The Art of Sharing by Rhea Wild

For many years I sought to get my equine fix from lessons at local riding schools, helping with school friends’ ponies in the summer, working weekends at the nearest livery yards and attending as many country shows as the season allowed.

It was never quite enough though.

The sound of hay being munched, and the smell of fly spray faded all too quickly for my liking.

I don’t come from a horsey family and the chance of me owning my own horse was akin to a snowball surviving a furnace.

My mother used to tell me that, “When you become a dentist you can afford to have as many Highlands as you like, and not before.” As an aside, I didn’t become a dentist and I still don’t have a Highland pony. I needed more involvement.

This led me down the path of sharing.

Sharing is essentially where you become the horse owner part time. In my own experience, this occurs when an owner is short on time, is away with work or in other cases is taking time off riding to have a baby or look after family. It can be a bit of a minefield and is not as simple as it seems.

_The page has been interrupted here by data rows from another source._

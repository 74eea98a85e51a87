//! Chat webhook notifier.

use std::time::Duration;

use crate::circuit_breaker::{BreakerError, CircuitBreakerRegistry};
use crate::contracts::chat_card_v1::{serialize_card, CardError, ChatMessage};
use crate::retry::Retriable;

pub const CHAT_DEPENDENCY: &str = "chat_webhook";
const CHAT_TIMEOUT: Duration = Duration::from_secs(10);

#[derive(Debug, thiserror::Error)]
pub enum ChatError {
    #[error("card serialization failed: {0}")]
    Card(#[from] CardError),
    #[error("request failed: {0}")]
    Request(#[from] reqwest::Error),
    #[error("webhook returned status {0}")]
    Status(u16),
}

impl Retriable for ChatError {
    fn is_retriable(&self) -> bool {
        match self {
            ChatError::Card(_) => false,
            ChatError::Request(_) => true,
            ChatError::Status(code) => *code == 429 || *code >= 500,
        }
    }
}

impl Retriable for BreakerError<ChatError> {
    fn is_retriable(&self) -> bool {
        match self {
            BreakerError::Open => false,
            BreakerError::Inner(e) => e.is_retriable(),
        }
    }
}

pub struct ChatNotifier {
    http: reqwest::Client,
    webhook_url: String,
}

impl ChatNotifier {
    pub fn new(webhook_url: String) -> Result<Self, reqwest::Error> {
        let http = reqwest::Client::builder()
            .timeout(CHAT_TIMEOUT)
            .build()?;
        Ok(Self { http, webhook_url })
    }

    /// POST `card` through the circuit breaker; any 2xx is success, 4xx
    /// other than 429 is not retried, 429/5xx retry under the caller's
    /// generic transient policy (via `Retriable`).
    pub async fn send(
        &self,
        registry: &CircuitBreakerRegistry,
        card: &ChatMessage,
    ) -> Result<(), BreakerError<ChatError>> {
        let body = serialize_card(card).map_err(|e| BreakerError::Inner(ChatError::Card(e)))?;

        registry
            .call(CHAT_DEPENDENCY, || async {
                let response = self
                    .http
                    .post(&self.webhook_url)
                    .header("Content-Type", "application/json")
                    .body(body)
                    .send()
                    .await
                    .map_err(ChatError::Request)?;

                if response.status().is_success() {
                    Ok(())
                } else {
                    Err(ChatError::Status(response.status().as_u16()))
                }
            })
            .await
    }

    /// `send`, retried with backoff so a transient webhook failure
    /// resolves within one queue dequeue rather than through redelivery.
    pub async fn send_with_retry(
        &self,
        registry: &CircuitBreakerRegistry,
        retry_config: &crate::retry::RetryConfig,
        card: &ChatMessage,
    ) -> Result<(), BreakerError<ChatError>> {
        crate::retry::retry_with_backoff(
            || self.send(registry, card),
            retry_config,
            "chat_webhook.send",
        )
        .await
    }
}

How do you share a horse? Who mucks out? Who pays for what? I have shared many types of horse and have met may types of owners.

Some have been brilliant, and I still keep in touch with them. Others haven’t been as smooth sailing as I’d have liked. It all comes with the territory.

If you are considering looking for a share, here are my top tips!

  • Vet the horse (and owner) as if you are buying

I say this because you never know, just by looking, what the horse is actually like and if there is anything you should be aware of. You are still investing time and money, and you treat them as your own, so approach with the same rigour and caution as if they were. You’re a stakeholder in this horse’s life.

  • Draw up a contract

Be clear about what your expectations are and that of the owner. If you are thinking, you’d like a gentle hack a few times a week and they are thinking you’ll be up at the yard everyday implementing a strict exercise programme, you may need to adjust your plans. This also applies to money. Some owners don’t ask for a contribution to the expenses, but many do. This might be by bank transfer, cash, or just paying the farrier every 6 weeks as your fee. Know what you can reasonably afford and if you think its fair. Having everything in writing also takes away any guesswork about what you’re both expecting from the sharing experience and things can always be negotiated if circumstances change.

  • Have fun!

Building a relationship with your share horse and owner can be so rewarding. All going to the beach, supporting each other at shows, social horsey events. I even ended up becoming an unofficial Auntie to one of my share owners’ kids! There’s lots of fun to be had as a sharer and it makes the equine life easier when you have someone else to bounce ideas off, learn from and adventure with. Not to mention sharing the costs! A good sharer is worth their weight in gold and so is a good share owner. So, enjoy it!